──────── AVAILABLE RECORDS ────────
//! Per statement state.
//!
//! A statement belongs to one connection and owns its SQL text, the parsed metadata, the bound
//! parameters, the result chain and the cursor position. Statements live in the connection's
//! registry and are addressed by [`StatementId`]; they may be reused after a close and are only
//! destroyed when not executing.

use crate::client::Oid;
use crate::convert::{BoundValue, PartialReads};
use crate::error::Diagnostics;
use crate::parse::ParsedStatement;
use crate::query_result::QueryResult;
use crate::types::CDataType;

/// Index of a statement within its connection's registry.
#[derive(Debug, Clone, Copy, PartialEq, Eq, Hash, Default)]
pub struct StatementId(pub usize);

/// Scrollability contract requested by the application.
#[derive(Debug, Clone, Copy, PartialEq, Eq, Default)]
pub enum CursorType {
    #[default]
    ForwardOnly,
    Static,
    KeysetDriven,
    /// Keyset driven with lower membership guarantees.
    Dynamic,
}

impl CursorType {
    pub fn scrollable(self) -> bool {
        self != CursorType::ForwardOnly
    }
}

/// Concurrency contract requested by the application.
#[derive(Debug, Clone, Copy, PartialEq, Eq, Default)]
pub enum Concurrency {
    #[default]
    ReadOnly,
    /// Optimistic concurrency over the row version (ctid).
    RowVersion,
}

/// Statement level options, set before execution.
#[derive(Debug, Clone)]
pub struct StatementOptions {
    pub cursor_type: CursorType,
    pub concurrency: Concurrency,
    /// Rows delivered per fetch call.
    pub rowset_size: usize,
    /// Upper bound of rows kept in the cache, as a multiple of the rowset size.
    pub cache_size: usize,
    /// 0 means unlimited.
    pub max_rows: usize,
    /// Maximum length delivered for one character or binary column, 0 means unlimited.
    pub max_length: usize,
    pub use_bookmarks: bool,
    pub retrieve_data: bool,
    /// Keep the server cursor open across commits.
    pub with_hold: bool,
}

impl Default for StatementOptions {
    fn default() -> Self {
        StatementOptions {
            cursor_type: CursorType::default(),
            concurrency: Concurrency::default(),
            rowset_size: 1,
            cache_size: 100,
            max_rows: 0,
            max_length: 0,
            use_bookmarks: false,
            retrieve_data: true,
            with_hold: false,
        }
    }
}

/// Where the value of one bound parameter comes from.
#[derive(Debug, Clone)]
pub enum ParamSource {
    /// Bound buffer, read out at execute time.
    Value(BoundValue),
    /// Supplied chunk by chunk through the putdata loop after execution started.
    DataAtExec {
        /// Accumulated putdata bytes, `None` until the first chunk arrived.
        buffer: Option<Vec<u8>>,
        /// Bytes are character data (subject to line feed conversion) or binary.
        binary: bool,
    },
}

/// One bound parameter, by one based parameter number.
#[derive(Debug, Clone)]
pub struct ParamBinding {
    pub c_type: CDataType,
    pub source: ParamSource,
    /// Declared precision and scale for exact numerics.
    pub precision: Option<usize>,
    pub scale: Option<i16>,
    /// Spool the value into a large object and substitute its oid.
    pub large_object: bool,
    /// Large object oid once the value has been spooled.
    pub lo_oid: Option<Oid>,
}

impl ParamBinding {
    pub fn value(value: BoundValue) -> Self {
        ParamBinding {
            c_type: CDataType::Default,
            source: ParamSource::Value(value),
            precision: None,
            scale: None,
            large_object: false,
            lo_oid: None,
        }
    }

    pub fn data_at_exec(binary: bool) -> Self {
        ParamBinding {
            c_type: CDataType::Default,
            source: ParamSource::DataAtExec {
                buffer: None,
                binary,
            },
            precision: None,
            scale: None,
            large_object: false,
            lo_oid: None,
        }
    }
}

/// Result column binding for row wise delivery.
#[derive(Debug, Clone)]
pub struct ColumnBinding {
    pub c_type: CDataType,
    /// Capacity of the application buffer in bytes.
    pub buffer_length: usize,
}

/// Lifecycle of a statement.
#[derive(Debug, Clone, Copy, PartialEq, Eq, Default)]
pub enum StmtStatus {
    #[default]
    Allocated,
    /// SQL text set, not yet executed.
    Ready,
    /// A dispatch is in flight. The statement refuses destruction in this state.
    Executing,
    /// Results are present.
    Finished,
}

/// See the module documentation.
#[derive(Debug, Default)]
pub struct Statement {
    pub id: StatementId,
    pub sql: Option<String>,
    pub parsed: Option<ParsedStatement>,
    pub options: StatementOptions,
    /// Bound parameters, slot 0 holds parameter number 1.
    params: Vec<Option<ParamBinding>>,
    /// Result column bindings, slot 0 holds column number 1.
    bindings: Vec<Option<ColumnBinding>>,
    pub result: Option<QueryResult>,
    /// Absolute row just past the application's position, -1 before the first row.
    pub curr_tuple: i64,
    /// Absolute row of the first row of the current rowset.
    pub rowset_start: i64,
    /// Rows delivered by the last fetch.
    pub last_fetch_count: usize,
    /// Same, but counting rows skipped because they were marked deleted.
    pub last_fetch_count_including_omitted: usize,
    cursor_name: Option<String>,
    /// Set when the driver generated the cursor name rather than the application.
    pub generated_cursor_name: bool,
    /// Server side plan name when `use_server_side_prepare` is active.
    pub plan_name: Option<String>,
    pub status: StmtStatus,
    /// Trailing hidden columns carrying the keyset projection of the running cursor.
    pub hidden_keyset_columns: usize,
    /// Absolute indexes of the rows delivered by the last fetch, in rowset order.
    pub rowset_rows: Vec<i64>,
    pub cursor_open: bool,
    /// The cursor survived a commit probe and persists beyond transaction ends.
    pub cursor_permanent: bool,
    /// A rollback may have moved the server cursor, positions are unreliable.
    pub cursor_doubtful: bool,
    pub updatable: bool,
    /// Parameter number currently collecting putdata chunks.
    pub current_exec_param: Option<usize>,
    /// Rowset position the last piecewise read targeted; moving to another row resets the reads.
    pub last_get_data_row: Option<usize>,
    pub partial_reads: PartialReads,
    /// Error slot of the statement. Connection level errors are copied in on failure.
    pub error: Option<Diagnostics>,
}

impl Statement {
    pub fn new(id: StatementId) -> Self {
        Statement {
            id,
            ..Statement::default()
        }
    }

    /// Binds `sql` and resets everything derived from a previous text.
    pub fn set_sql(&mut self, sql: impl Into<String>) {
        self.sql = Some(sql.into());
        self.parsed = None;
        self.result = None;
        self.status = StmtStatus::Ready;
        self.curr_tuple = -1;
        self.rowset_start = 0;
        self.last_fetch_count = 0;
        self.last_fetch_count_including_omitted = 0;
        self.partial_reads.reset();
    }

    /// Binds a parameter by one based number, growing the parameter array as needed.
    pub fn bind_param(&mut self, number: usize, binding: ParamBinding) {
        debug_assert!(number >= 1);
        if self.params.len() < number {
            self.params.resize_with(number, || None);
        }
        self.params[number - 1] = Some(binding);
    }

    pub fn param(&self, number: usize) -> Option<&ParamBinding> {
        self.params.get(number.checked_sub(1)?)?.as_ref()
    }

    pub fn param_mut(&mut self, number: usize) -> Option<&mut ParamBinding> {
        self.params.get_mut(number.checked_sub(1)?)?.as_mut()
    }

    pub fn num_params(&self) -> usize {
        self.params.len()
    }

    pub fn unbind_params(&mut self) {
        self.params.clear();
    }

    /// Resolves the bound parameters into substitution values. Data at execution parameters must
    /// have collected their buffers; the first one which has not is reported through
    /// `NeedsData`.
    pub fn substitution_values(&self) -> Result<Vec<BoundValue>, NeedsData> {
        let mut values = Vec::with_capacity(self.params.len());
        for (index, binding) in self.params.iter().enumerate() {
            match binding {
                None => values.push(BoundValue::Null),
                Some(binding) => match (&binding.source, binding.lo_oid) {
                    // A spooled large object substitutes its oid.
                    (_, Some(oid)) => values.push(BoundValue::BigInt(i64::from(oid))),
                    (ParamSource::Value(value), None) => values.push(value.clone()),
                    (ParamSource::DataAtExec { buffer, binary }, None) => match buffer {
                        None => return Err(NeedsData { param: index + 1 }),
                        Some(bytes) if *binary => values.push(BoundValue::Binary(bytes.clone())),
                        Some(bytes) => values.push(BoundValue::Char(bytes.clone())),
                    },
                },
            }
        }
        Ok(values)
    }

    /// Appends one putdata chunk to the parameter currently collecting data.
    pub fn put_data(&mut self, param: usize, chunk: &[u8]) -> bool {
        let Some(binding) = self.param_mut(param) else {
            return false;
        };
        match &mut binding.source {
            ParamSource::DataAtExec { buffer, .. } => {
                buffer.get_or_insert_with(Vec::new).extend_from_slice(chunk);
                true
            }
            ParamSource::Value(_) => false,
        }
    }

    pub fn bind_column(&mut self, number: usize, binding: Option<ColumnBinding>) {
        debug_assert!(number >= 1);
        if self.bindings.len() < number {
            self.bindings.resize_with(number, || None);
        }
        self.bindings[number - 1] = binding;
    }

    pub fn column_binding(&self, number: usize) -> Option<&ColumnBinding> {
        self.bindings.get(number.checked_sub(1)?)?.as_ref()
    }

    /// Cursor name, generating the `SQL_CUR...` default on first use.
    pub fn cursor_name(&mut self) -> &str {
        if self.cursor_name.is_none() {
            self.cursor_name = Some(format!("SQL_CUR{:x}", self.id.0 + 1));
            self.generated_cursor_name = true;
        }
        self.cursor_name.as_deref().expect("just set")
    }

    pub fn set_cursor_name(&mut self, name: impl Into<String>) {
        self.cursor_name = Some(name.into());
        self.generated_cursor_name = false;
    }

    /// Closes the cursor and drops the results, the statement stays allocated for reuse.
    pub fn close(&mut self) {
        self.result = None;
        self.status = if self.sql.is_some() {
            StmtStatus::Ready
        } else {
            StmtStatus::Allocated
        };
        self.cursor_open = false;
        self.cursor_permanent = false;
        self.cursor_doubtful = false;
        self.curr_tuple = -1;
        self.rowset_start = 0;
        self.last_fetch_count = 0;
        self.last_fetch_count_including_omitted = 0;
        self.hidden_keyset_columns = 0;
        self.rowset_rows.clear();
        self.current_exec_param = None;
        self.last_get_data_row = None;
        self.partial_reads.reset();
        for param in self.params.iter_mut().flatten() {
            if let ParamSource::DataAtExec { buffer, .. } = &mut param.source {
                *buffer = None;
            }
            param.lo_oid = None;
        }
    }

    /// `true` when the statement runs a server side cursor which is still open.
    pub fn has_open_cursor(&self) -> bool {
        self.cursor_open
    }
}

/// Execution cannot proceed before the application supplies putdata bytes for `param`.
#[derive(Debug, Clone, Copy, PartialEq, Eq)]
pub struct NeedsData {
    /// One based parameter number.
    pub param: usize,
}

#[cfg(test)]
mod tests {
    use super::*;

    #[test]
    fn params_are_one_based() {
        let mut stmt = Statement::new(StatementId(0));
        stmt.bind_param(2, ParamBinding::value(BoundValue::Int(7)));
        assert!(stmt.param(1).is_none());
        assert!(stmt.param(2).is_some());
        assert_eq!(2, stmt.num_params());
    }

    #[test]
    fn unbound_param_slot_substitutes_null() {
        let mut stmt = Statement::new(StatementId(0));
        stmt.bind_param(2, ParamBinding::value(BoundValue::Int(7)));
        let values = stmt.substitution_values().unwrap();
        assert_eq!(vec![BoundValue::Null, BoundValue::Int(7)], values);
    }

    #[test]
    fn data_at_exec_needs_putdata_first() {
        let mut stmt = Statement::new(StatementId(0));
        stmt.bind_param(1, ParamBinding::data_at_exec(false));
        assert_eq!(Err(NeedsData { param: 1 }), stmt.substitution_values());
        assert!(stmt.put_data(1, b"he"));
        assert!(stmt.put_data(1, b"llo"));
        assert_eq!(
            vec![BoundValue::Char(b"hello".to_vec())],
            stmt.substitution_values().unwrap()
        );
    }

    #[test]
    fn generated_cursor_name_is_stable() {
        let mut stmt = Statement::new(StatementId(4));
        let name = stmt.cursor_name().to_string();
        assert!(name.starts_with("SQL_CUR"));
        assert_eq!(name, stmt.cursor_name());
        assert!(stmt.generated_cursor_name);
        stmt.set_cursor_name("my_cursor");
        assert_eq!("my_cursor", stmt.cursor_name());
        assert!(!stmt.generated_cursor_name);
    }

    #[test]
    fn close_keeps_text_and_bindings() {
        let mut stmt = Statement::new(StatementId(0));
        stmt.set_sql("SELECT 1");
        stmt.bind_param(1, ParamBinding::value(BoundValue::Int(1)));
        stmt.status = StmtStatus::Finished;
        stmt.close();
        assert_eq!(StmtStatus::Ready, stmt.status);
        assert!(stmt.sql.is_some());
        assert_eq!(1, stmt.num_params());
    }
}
────────
──────── AVAILABLE RECORDS ────────
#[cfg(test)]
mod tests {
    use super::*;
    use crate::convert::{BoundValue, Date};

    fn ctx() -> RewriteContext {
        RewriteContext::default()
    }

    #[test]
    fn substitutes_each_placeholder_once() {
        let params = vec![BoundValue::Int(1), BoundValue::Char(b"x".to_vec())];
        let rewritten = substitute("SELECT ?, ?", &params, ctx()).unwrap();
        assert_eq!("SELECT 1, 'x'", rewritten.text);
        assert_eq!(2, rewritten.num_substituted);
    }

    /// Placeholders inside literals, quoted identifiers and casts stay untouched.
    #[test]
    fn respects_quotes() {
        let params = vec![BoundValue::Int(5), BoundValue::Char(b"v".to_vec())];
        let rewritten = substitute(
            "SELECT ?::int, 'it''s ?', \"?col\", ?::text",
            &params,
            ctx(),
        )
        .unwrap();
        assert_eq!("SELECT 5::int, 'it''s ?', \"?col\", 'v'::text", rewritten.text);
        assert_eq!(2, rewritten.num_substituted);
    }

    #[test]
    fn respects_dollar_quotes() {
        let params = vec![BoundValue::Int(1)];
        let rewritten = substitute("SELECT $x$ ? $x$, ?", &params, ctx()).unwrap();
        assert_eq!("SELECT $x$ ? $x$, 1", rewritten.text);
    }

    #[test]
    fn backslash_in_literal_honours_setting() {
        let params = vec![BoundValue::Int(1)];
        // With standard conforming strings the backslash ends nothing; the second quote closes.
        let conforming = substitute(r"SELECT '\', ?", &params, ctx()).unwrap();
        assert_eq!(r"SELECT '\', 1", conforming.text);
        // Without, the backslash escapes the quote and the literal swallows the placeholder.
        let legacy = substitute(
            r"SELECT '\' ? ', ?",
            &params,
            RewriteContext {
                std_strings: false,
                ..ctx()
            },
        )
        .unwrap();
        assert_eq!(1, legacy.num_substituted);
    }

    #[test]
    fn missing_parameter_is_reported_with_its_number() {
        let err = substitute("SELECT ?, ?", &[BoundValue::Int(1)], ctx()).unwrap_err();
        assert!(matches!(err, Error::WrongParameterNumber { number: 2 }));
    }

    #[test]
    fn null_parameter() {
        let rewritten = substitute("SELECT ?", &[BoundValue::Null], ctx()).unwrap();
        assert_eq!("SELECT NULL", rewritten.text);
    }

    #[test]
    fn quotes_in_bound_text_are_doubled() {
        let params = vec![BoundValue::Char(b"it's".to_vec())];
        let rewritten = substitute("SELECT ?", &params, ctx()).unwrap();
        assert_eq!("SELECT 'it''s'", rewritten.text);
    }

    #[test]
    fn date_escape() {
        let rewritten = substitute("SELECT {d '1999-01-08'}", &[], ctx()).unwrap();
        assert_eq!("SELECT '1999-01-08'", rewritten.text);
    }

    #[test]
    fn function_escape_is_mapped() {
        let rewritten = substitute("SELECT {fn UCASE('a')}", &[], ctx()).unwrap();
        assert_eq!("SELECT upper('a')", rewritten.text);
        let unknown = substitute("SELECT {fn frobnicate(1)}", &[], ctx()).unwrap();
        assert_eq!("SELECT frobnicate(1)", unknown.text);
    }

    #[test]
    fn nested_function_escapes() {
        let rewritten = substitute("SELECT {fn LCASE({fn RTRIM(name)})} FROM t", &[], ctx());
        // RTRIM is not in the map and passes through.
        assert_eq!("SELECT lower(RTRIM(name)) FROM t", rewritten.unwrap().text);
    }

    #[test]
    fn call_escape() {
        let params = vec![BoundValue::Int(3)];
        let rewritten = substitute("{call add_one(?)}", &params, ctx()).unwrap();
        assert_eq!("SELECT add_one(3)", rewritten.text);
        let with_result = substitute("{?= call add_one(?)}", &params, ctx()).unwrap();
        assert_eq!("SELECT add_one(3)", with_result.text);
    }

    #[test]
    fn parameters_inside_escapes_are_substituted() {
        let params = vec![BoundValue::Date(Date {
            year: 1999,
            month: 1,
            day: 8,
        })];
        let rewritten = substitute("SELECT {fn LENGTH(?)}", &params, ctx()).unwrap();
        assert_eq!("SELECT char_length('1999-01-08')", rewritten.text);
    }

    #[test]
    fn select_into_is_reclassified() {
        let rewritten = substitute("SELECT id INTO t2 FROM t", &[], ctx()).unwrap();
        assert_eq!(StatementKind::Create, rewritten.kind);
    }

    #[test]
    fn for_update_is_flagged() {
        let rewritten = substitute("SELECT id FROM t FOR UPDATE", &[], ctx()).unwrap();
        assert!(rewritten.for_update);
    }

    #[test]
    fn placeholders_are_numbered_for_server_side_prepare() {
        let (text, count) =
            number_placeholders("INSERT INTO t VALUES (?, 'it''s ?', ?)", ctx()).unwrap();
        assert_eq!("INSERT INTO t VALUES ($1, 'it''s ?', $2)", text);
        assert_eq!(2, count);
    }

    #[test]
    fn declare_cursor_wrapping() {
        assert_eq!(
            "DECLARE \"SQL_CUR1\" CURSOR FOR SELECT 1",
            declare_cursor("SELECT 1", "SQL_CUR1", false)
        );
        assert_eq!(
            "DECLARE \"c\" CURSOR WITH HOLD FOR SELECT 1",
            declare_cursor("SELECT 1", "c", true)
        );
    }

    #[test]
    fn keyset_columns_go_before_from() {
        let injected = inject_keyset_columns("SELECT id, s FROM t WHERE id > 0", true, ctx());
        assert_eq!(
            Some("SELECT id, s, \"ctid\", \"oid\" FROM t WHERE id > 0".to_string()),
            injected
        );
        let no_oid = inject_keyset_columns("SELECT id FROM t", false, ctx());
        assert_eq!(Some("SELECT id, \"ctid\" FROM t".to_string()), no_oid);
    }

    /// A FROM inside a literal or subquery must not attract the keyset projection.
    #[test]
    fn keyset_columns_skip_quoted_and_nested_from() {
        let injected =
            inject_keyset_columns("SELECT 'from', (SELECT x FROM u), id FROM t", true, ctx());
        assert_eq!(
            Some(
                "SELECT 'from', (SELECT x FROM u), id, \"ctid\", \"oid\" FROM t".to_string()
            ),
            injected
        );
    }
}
────────
• _PROBLEM TO WORK ON_: All lines of the entries containing the string "unlimited" must be shown in full.

• _TASK OUTPUT_:
    /// 0 means unlimited.
    /// Maximum length delivered for one character or binary column, 0 means unlimited.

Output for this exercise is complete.